China: Beyond Genocide #5

The history of human civilization in China is one of the oldest and most complex histories on earth. The atrocities of the 20th century, by far, outnumber in deaths, every other mass atrocity recorded. At the end of the era of dynastic rule in 1911 competing forces of warlords, rebel gangs, nationalists and communists bloodied the Chinese landscape with over 12 million deaths. The Japanese invasion into China in1937 was a uniquely barbaric episode in the annals of mass atrocity. Rape and murder of Chinese women, brutal torture and execution of Chinese civilians still live in the memory of witnesses. The domination of Mao Tze Tung and the Communist Party sacrificed millions of defiant citizens to the will of "The Party." The social engineering policy of the "Great Leap Forward" destroyed the agricultural system in China and instigated the world's greatest famine. This complex illumination draws upon the words of Confucius as its central theme.
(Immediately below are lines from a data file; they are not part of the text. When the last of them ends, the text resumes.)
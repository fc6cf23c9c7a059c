use crate::config::TelemetryConfig;
use std::fmt;
use tracing_subscriber::filter::ParseError;
use tracing_subscriber::EnvFilter;

/// Where log lines go. CLI exports may stream the document to stdout, so they log to stderr.
#[derive(Debug, Clone, Copy, PartialEq, Eq, Default)]
pub enum LogSink {
    #[default]
    Stdout,
    Stderr,
}

#[derive(Debug)]
pub enum TelemetryError {
    EnvFilter { value: String, source: ParseError },
    Subscriber(Box<dyn std::error::Error + Send + Sync>),
}

impl fmt::Display for TelemetryError {
    fn fmt(&self, f: &mut fmt::Formatter<'_>) -> fmt::Result {
        match self {
            TelemetryError::EnvFilter { value, .. } => {
                write!(f, "invalid log filter '{}' in APP_LOG_LEVEL", value)
            }
            TelemetryError::Subscriber(err) => write!(f, "telemetry error: {err}"),
        }
    }
}

impl std::error::Error for TelemetryError {
    fn source(&self) -> Option<&(dyn std::error::Error + 'static)> {
        match self {
            TelemetryError::EnvFilter { source, .. } => Some(source),
            TelemetryError::Subscriber(err) => Some(&**err),
        }
    }
}

/// `RUST_LOG` wins over the configured level when it is set and valid.
pub fn env_filter(config: &TelemetryConfig) -> Result<EnvFilter, TelemetryError> {
    match EnvFilter::try_from_default_env() {
        Ok(filter) => Ok(filter),
        Err(_) => {
            EnvFilter::try_new(&config.log_level).map_err(|source| TelemetryError::EnvFilter {
                value: config.log_level.clone(),
                source,
            })
        }
    }
}

pub fn init(config: &TelemetryConfig, sink: LogSink) -> Result<(), TelemetryError> {
    let builder = tracing_subscriber::fmt()
        .with_env_filter(env_filter(config)?)
        .with_target(false)
        .compact()
        .with_ansi(false);

    let installed = match sink {
        LogSink::Stdout => builder.try_init(),
        LogSink::Stderr => builder.with_writer(std::io::stderr).try_init(),
    };
    installed.map_err(TelemetryError::Subscriber)
}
The poetry inscribed, written in ancient history, is an appropriate reminder of our obligation not to force upon others that which we would not wish upon ourselves. The atrocities illuminated bear testimony to our willful disregard of the lesson of Confucius. A mixture of reverence for the bewilderingly numerous wonders of the Chinese nation and the indignity of the bloodshed perpetrated within, creates a startlingly penetrating illumination worthy of the enormity of the history of Chinese civilization and its atrocities of the 20th Century.